The U.S. Department of Energy recently announced $218 million in new grants for “Quantum Information Science” and researchers with the Center for Quantum Mathematics and Physics (QMAP) at UC Davis are among the recipients.
The QMAP initiative at UC Davis is aimed at fundamental research in theoretical and mathematical physics.
Professors Veronika Hubeny and Mukund Rangamani were awarded $348,000 over two years for work on “Entanglement in String Theory and the Emergence of Geometry.” They will explore connections between the nature of spacetime, quantum entanglement and string theory. Entanglement, famously described by Einstein as “spooky action at a distance,” is a phenomenon in quantum physics where the properties of pairs of particles are correlated even when they are widely separated.
Another grant in the program went to a team including Professor Andreas Albrecht and led by Andrew Sornborger, scientist at the Los Alamos National Laboratory and a research associate in the UC Davis Department of Mathematics. They will work on “Disentangling Quantum Entanglement: A Machine Learning Approach to Decoherence, Quantum Error Correction, and Phase Transition Dynamics.” This research will involve investigating quantum theories with a variety of model systems, including using machine learning to interpret and understand the models. The larger goals are understanding the emergence of locality and the arrow of time in the physics that governs the cosmos, Albrecht said.

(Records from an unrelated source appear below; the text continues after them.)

//! Link reconciliation: diff catalog tag membership against library shelf
//! membership.
//!
//! The catalog relation `(book, tag name)` is translated into library space
//! `(book, shelf id)` through the shelf name mapping. The result is compared
//! with the library's current links:
//!
//! ```text
//! to_add    = translated \ library
//! to_remove = library \ translated      (restricted by RemovalPolicy)
//! ```
//!
//! ## Known limitation of `RemovalPolicy::Sweep`
//!
//! `Sweep` diffs against the whole translated image, so links on a shelf
//! that has no catalog tag at all (a hand-made shelf) are proposed for
//! removal too. `RemovalPolicy::TaggedShelvesOnly` confines removals to
//! shelves whose name matches a catalog tag.

use std::collections::{BTreeMap, BTreeSet, HashMap, HashSet};

use crate::types::{NewLink, RunTimestamp, Shelf, ShelfId, ShelfLink, SourceLink, TagName};

// ---------------------------------------------------------------------------
// Results
// ---------------------------------------------------------------------------

/// A catalog tag with no shelf of the same name. Its links are skipped for
/// this run.
#[derive(Debug, Clone, PartialEq, Eq)]
pub struct MappingGap {
    pub tag_name: TagName,
    /// Number of catalog associations dropped because of the gap.
    pub links: usize,
}

/// Which library links are eligible for removal.
#[derive(Debug, Clone, Default, PartialEq, Eq)]
pub enum RemovalPolicy {
    /// Any library link absent from the translated image is removed.
    #[default]
    Sweep,
    /// Only links on shelves named after a tag in `catalog_tags` are
    /// removed. `catalog_tags` should hold every tag the catalog knows,
    /// including tags with no books.
    TaggedShelvesOnly { catalog_tags: BTreeSet<TagName> },
}

/// Output of one reconciliation pass.
#[derive(Debug, Clone, Default, PartialEq, Eq)]
pub struct Reconciliation {
    pub to_add: BTreeSet<NewLink>,
    pub to_remove: BTreeSet<ShelfLink>,
    pub gaps: Vec<MappingGap>,
}

impl Reconciliation {
    /// True when the library already matches the catalog.
    pub fn is_empty(&self) -> bool {
        self.to_add.is_empty() && self.to_remove.is_empty()
    }
}

// ---------------------------------------------------------------------------
// Mapping
// ---------------------------------------------------------------------------

/// Shelf ids keyed by shelf name. A name shared by several shelves maps to
/// all of them, in ascending id order.
pub type NameMap = HashMap<TagName, Vec<ShelfId>>;

/// Map shelf names to shelf ids.
///
/// Shelf names are expected to be unique. If they are not, a tag fans out to
/// every shelf carrying its name, so none of them loses its links.
pub fn name_to_id(shelves: &[Shelf]) -> NameMap {
    let mut map: NameMap = HashMap::with_capacity(shelves.len());
    for shelf in shelves {
        map.entry(TagName::from(shelf.name.as_str()))
            .or_default()
            .push(shelf.id);
    }
    for (name, ids) in map.iter_mut() {
        ids.sort_unstable();
        ids.dedup();
        if ids.len() > 1 {
            tracing::warn!(
                "shelf name {:?} is used by {} shelves; linking tag to all of them",
                name.as_str(),
                ids.len()
            );
        }
    }
    map
}

/// Translate catalog links into library space.
///
/// Tags missing from `name_to_id` are reported as [`MappingGap`]s and logged;
/// they never abort the run.
pub fn translate(
    source_links: &BTreeSet<SourceLink>,
    name_to_id: &NameMap,
) -> (BTreeSet<ShelfLink>, Vec<MappingGap>) {
    let mut translated = BTreeSet::new();
    let mut missing: BTreeMap<&TagName, usize> = BTreeMap::new();

    for link in source_links {
        match name_to_id.get(&link.tag_name) {
            Some(shelf_ids) => {
                translated.extend(shelf_ids.iter().map(|shelf_id| ShelfLink {
                    book_id: link.book_id,
                    shelf_id: *shelf_id,
                }));
            }
            None => *missing.entry(&link.tag_name).or_default() += 1,
        }
    }

    let gaps: Vec<MappingGap> = missing
        .into_iter()
        .map(|(tag_name, links)| MappingGap {
            tag_name: tag_name.clone(),
            links,
        })
        .collect();
    for gap in &gaps {
        tracing::warn!(
            "tag {:?} has no shelf; skipping {} link(s) this run",
            gap.tag_name.as_str(),
            gap.links
        );
    }

    (translated, gaps)
}

// ---------------------------------------------------------------------------
// Reconcile
// ---------------------------------------------------------------------------

/// Compute the insert and delete sets with [`RemovalPolicy::Sweep`].
pub fn reconcile(
    source_links: &BTreeSet<SourceLink>,
    dest_links: &BTreeSet<ShelfLink>,
    name_to_id: &NameMap,
    now: RunTimestamp,
) -> Reconciliation {
    reconcile_with(source_links, dest_links, name_to_id, now, &RemovalPolicy::Sweep)
}

/// Compute the insert and delete sets under an explicit removal policy.
pub fn reconcile_with(
    source_links: &BTreeSet<SourceLink>,
    dest_links: &BTreeSet<ShelfLink>,
    name_to_id: &NameMap,
    now: RunTimestamp,
    policy: &RemovalPolicy,
) -> Reconciliation {
    let (translated, gaps) = translate(source_links, name_to_id);

    let removable: Option<HashSet<ShelfId>> = match policy {
        RemovalPolicy::Sweep => None,
        RemovalPolicy::TaggedShelvesOnly { catalog_tags } => Some(
            catalog_tags
                .iter()
                .filter_map(|tag| name_to_id.get(tag))
                .flatten()
                .copied()
                .collect(),
        ),
    };

    let to_remove: BTreeSet<ShelfLink> = dest_links
        .difference(&translated)
        .filter(|link| {
            removable
                .as_ref()
                .map_or(true, |ids| ids.contains(&link.shelf_id))
        })
        .copied()
        .collect();

    let to_add: BTreeSet<NewLink> = translated
        .difference(dest_links)
        .map(|link| NewLink {
            book_id: link.book_id,
            shelf_id: link.shelf_id,
            date_added: now,
        })
        .collect();

    tracing::debug!(
        "reconciled {} catalog link(s) against {} library link(s): +{} -{}",
        source_links.len(),
        dest_links.len(),
        to_add.len(),
        to_remove.len()
    );

    Reconciliation {
        to_add,
        to_remove,
        gaps,
    }
}

// ---------------------------------------------------------------------------
// Tests
// ---------------------------------------------------------------------------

The energy department’s program is a long-term investment in research towards the next generation of computing and information technologies, according to their news release. While digital computers are based on “bits” that are ones or zeroes, a quantum computer work with “qubits” that exploit the properties of quantum theory – such as entanglement – to function.

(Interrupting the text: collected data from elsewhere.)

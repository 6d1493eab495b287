//! Error types for shelfsync-sync.

use std::path::PathBuf;

use thiserror::Error;

use shelfsync_core::ProvisionError;

/// All errors that can abort a sync run.
#[derive(Debug, Error)]
pub enum SyncError {
    /// A provisioning batch would create two shelves with the same name.
    #[error(transparent)]
    DuplicateName(#[from] ProvisionError),

    /// A read or write against either database failed.
    #[error("database error while {context}: {source}")]
    Persistence {
        context: String,
        #[source]
        source: rusqlite::Error,
    },

    /// The configured database file does not exist.
    #[error("database not found at {path}")]
    MissingDatabase { path: PathBuf },
}

/// Convenience constructor for [`SyncError::Persistence`].
pub(crate) fn db_err(context: impl Into<String>, source: rusqlite::Error) -> SyncError {
    SyncError::Persistence {
        context: context.into(),
        source,
    }
}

Working quantum computers are in their very early infancy, but they could theoretically achieve tasks that are not possible or too time-consuming for current computing technology.

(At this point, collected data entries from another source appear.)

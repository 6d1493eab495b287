//! Read-only access to the catalog database (`metadata.db`).
//!
//! Tables used:
//!
//! ```text
//! books(id, title, author_sort, ...)
//! tags(id, name)
//! books_tags_link(book, tag)
//! ```

use std::collections::{BTreeSet, HashMap};
use std::path::Path;

use rusqlite::{Connection, OpenFlags};

use shelfsync_core::{BookId, BookInfo, SourceLink, TagName};

use crate::error::{db_err, SyncError};

/// Everything a run needs from the catalog, loaded once at the start.
#[derive(Debug, Clone, Default, PartialEq, Eq)]
pub struct CatalogSnapshot {
    /// Book↔tag associations.
    pub links: BTreeSet<SourceLink>,
    /// Every tag name, including tags attached to no book.
    pub tags: BTreeSet<TagName>,
}

/// Open the catalog read-only. A missing file is an error, never created.
pub fn open(path: &Path) -> Result<Connection, SyncError> {
    if !path.exists() {
        return Err(SyncError::MissingDatabase {
            path: path.to_path_buf(),
        });
    }
    Connection::open_with_flags(path, OpenFlags::SQLITE_OPEN_READ_ONLY)
        .map_err(|e| db_err(format!("opening catalog {}", path.display()), e))
}

/// Book↔tag associations joined to tag names.
pub fn read_links(conn: &Connection) -> Result<BTreeSet<SourceLink>, SyncError> {
    let mut stmt = conn
        .prepare(
            "SELECT books_tags_link.book, tags.name
             FROM books_tags_link
             JOIN tags ON books_tags_link.tag = tags.id",
        )
        .map_err(|e| db_err("preparing catalog link query", e))?;
    let rows = stmt
        .query_map([], |row| {
            Ok(SourceLink {
                book_id: BookId(row.get(0)?),
                tag_name: TagName(row.get(1)?),
            })
        })
        .map_err(|e| db_err("reading catalog links", e))?;
    rows.collect::<Result<BTreeSet<_>, _>>()
        .map_err(|e| db_err("decoding catalog links", e))
}

/// Every tag name in the catalog.
pub fn read_tag_names(conn: &Connection) -> Result<BTreeSet<TagName>, SyncError> {
    let mut stmt = conn
        .prepare("SELECT name FROM tags")
        .map_err(|e| db_err("preparing catalog tag query", e))?;
    let rows = stmt
        .query_map([], |row| row.get::<_, String>(0).map(TagName))
        .map_err(|e| db_err("reading catalog tags", e))?;
    rows.collect::<Result<BTreeSet<_>, _>>()
        .map_err(|e| db_err("decoding catalog tags", e))
}

/// Title and author of every catalog book, keyed by id. Used only for reports.
pub fn read_books(conn: &Connection) -> Result<HashMap<BookId, BookInfo>, SyncError> {
    let mut stmt = conn
        .prepare("SELECT id, title, author_sort FROM books")
        .map_err(|e| db_err("preparing catalog book query", e))?;
    let rows = stmt
        .query_map([], |row| {
            Ok(BookInfo {
                id: BookId(row.get(0)?),
                title: row.get::<_, Option<String>>(1)?.unwrap_or_default(),
                author: row.get::<_, Option<String>>(2)?.unwrap_or_default(),
            })
        })
        .map_err(|e| db_err("reading catalog books", e))?;

    let mut books = HashMap::new();
    for book in rows {
        let book = book.map_err(|e| db_err("decoding catalog books", e))?;
        books.insert(book.id, book);
    }
    Ok(books)
}

/// Load the catalog snapshot for one run.
pub fn read_snapshot(conn: &Connection) -> Result<CatalogSnapshot, SyncError> {
    let snapshot = CatalogSnapshot {
        links: read_links(conn)?,
        tags: read_tag_names(conn)?,
    };
    tracing::info!(
        "catalog snapshot: {} tag link(s), {} tag(s)",
        snapshot.links.len(),
        snapshot.tags.len()
    );
    Ok(snapshot)
}

#[cfg(test)]
mod tests {
    use super::*;

    fn catalog() -> Connection {
        let conn = Connection::open_in_memory().unwrap();
        conn.execute_batch(
            "CREATE TABLE books (id INTEGER PRIMARY KEY, title TEXT, author_sort TEXT);
             CREATE TABLE tags (id INTEGER PRIMARY KEY, name TEXT NOT NULL);
             CREATE TABLE books_tags_link (id INTEGER PRIMARY KEY, book INTEGER, tag INTEGER);
             INSERT INTO books VALUES (1, 'Dune', 'Herbert, Frank'), (2, 'Solaris', NULL);
             INSERT INTO tags VALUES (1, 'sci-fi'), (2, 'unused');
             INSERT INTO books_tags_link (book, tag) VALUES (1, 1), (2, 1);",
        )
        .unwrap();
        conn
    }

    #[test]
    fn links_are_joined_to_tag_names() {
        let links = read_links(&catalog()).unwrap();
        let expected: BTreeSet<_> = [SourceLink::new(1, "sci-fi"), SourceLink::new(2, "sci-fi")]
            .into_iter()
            .collect();
        assert_eq!(links, expected);
    }

    #[test]
    fn tag_names_include_unused_tags() {
        let tags = read_tag_names(&catalog()).unwrap();
        assert!(tags.contains(&TagName::from("unused")));
        assert_eq!(tags.len(), 2);
    }

    #[test]
    fn null_author_reads_as_empty() {
        let books = read_books(&catalog()).unwrap();
        assert_eq!(books[&BookId(1)].author, "Herbert, Frank");
        assert_eq!(books[&BookId(2)].author, "");
    }

    #[test]
    fn open_missing_file_is_reported() {
        let dir = tempfile::TempDir::new().unwrap();
        let path = dir.path().join("metadata.db");
        let err = open(&path).unwrap_err();
        assert!(matches!(err, SyncError::MissingDatabase { .. }));
        assert!(!path.exists(), "open must not create the catalog");
    }
}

The grants awarded range from new materials, hardware and software to the implications of quantum computing for fundamental physics.
QMAP was founded in 2015 in the College of Letters and Science with the goal of having mathematicians and physicists work together on topics at the intersection of both fields such as quantum gravity, quantum field theory and string theory. Albrecht is the center’s founding director; Hubeny and Rangamani are among the first faculty hired for the center.